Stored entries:
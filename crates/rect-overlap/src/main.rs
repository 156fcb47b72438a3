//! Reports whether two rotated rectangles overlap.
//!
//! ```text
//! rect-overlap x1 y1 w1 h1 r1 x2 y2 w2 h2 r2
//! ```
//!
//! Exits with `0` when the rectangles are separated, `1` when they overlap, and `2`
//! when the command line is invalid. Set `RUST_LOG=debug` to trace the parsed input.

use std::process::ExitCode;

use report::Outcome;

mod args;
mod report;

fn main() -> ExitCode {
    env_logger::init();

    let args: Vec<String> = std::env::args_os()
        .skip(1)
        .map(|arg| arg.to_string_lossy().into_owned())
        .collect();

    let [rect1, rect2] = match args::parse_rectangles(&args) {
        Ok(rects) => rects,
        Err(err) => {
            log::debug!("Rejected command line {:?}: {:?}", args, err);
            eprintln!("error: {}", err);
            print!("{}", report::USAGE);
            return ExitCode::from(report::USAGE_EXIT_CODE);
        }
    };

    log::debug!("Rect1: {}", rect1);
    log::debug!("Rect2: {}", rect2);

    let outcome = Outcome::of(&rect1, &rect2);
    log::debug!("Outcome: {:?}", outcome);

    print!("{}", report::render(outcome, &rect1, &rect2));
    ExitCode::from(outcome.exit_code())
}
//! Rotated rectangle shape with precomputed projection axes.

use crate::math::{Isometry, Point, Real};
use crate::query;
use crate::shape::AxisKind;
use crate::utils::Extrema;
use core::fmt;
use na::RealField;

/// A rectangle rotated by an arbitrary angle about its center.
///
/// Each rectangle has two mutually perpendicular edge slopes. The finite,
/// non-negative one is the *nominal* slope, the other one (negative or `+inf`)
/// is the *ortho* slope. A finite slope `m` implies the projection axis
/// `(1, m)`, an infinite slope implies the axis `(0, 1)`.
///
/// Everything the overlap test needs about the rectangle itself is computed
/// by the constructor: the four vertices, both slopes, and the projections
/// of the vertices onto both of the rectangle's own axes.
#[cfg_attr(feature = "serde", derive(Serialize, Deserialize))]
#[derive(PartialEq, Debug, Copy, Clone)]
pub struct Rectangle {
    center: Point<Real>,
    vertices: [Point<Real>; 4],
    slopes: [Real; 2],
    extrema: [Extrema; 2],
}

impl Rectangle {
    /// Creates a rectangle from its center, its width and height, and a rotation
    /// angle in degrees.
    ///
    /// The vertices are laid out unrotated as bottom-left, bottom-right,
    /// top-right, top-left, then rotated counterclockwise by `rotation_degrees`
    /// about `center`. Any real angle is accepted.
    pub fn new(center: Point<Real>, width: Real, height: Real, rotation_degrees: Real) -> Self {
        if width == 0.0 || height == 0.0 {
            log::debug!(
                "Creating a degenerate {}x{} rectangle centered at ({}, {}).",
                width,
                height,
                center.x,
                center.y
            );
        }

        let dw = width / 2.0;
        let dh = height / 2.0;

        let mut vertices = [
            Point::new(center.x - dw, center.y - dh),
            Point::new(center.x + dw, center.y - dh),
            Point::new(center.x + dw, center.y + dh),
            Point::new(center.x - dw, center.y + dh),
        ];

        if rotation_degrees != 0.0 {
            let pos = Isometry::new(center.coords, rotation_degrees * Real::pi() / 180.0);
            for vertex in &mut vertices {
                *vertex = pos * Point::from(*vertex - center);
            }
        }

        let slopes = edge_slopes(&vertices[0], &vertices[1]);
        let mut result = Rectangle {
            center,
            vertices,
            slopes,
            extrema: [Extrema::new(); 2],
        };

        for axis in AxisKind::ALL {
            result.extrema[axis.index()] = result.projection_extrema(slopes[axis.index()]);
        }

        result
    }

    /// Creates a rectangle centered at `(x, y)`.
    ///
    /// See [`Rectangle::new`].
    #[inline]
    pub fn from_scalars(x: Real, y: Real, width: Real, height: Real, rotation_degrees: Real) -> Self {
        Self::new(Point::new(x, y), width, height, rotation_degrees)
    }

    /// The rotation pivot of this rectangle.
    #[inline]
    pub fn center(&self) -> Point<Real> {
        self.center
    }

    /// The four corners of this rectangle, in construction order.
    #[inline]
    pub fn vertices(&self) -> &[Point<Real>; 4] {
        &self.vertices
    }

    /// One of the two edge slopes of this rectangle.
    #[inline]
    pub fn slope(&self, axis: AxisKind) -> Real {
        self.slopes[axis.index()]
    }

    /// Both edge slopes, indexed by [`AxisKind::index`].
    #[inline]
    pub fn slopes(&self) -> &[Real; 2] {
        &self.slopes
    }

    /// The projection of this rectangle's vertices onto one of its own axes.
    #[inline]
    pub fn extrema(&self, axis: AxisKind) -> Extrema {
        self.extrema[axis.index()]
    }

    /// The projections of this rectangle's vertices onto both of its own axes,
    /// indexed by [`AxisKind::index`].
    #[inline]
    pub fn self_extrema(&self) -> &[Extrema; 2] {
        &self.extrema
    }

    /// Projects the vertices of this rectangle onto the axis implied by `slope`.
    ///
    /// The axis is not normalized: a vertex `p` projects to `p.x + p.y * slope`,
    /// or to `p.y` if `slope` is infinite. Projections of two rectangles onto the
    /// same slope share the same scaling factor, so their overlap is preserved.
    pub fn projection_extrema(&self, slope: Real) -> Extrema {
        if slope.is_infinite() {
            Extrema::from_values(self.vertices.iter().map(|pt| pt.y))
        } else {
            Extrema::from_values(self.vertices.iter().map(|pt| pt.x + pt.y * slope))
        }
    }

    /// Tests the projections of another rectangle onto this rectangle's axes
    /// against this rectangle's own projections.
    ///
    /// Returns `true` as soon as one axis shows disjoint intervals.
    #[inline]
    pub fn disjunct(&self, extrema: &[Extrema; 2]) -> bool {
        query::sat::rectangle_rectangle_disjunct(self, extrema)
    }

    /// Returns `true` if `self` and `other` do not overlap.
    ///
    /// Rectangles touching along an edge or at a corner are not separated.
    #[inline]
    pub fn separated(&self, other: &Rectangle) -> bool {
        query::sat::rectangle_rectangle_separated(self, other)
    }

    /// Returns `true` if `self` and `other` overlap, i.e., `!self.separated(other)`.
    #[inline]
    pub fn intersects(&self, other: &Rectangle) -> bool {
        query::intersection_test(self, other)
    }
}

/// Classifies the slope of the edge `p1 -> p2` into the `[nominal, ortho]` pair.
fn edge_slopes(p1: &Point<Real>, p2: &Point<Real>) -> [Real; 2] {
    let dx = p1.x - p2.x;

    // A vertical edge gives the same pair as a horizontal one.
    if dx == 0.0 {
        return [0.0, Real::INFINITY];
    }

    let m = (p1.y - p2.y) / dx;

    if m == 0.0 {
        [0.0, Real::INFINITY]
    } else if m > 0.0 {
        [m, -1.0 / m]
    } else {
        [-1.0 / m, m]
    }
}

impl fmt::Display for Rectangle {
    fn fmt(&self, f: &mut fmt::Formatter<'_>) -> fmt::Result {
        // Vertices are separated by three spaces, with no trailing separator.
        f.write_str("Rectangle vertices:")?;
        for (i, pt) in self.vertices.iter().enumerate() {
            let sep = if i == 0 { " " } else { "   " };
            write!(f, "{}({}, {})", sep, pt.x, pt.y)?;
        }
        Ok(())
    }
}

Work task: An exact copy of the lines above, from the one containing "rotated rectangles overlap." down to the one containing "itself is computed" and including both, is the whole answer; retype it and nothing else.

Result of the task:
//! Reports whether two rotated rectangles overlap.
//!
//! ```text
//! rect-overlap x1 y1 w1 h1 r1 x2 y2 w2 h2 r2
//! ```
//!
//! Exits with `0` when the rectangles are separated, `1` when they overlap, and `2`
//! when the command line is invalid. Set `RUST_LOG=debug` to trace the parsed input.

use std::process::ExitCode;

use report::Outcome;

mod args;
mod report;

fn main() -> ExitCode {
    env_logger::init();

    let args: Vec<String> = std::env::args_os()
        .skip(1)
        .map(|arg| arg.to_string_lossy().into_owned())
        .collect();

    let [rect1, rect2] = match args::parse_rectangles(&args) {
        Ok(rects) => rects,
        Err(err) => {
            log::debug!("Rejected command line {:?}: {:?}", args, err);
            eprintln!("error: {}", err);
            print!("{}", report::USAGE);
            return ExitCode::from(report::USAGE_EXIT_CODE);
        }
    };

    log::debug!("Rect1: {}", rect1);
    log::debug!("Rect2: {}", rect2);

    let outcome = Outcome::of(&rect1, &rect2);
    log::debug!("Outcome: {:?}", outcome);

    print!("{}", report::render(outcome, &rect1, &rect2));
    ExitCode::from(outcome.exit_code())
}
//! Rotated rectangle shape with precomputed projection axes.

use crate::math::{Isometry, Point, Real};
use crate::query;
use crate::shape::AxisKind;
use crate::utils::Extrema;
use core::fmt;
use na::RealField;

/// A rectangle rotated by an arbitrary angle about its center.
///
/// Each rectangle has two mutually perpendicular edge slopes. The finite,
/// non-negative one is the *nominal* slope, the other one (negative or `+inf`)
/// is the *ortho* slope. A finite slope `m` implies the projection axis
/// `(1, m)`, an infinite slope implies the axis `(0, 1)`.
///
/// Everything the overlap test needs about the rectangle itself is computed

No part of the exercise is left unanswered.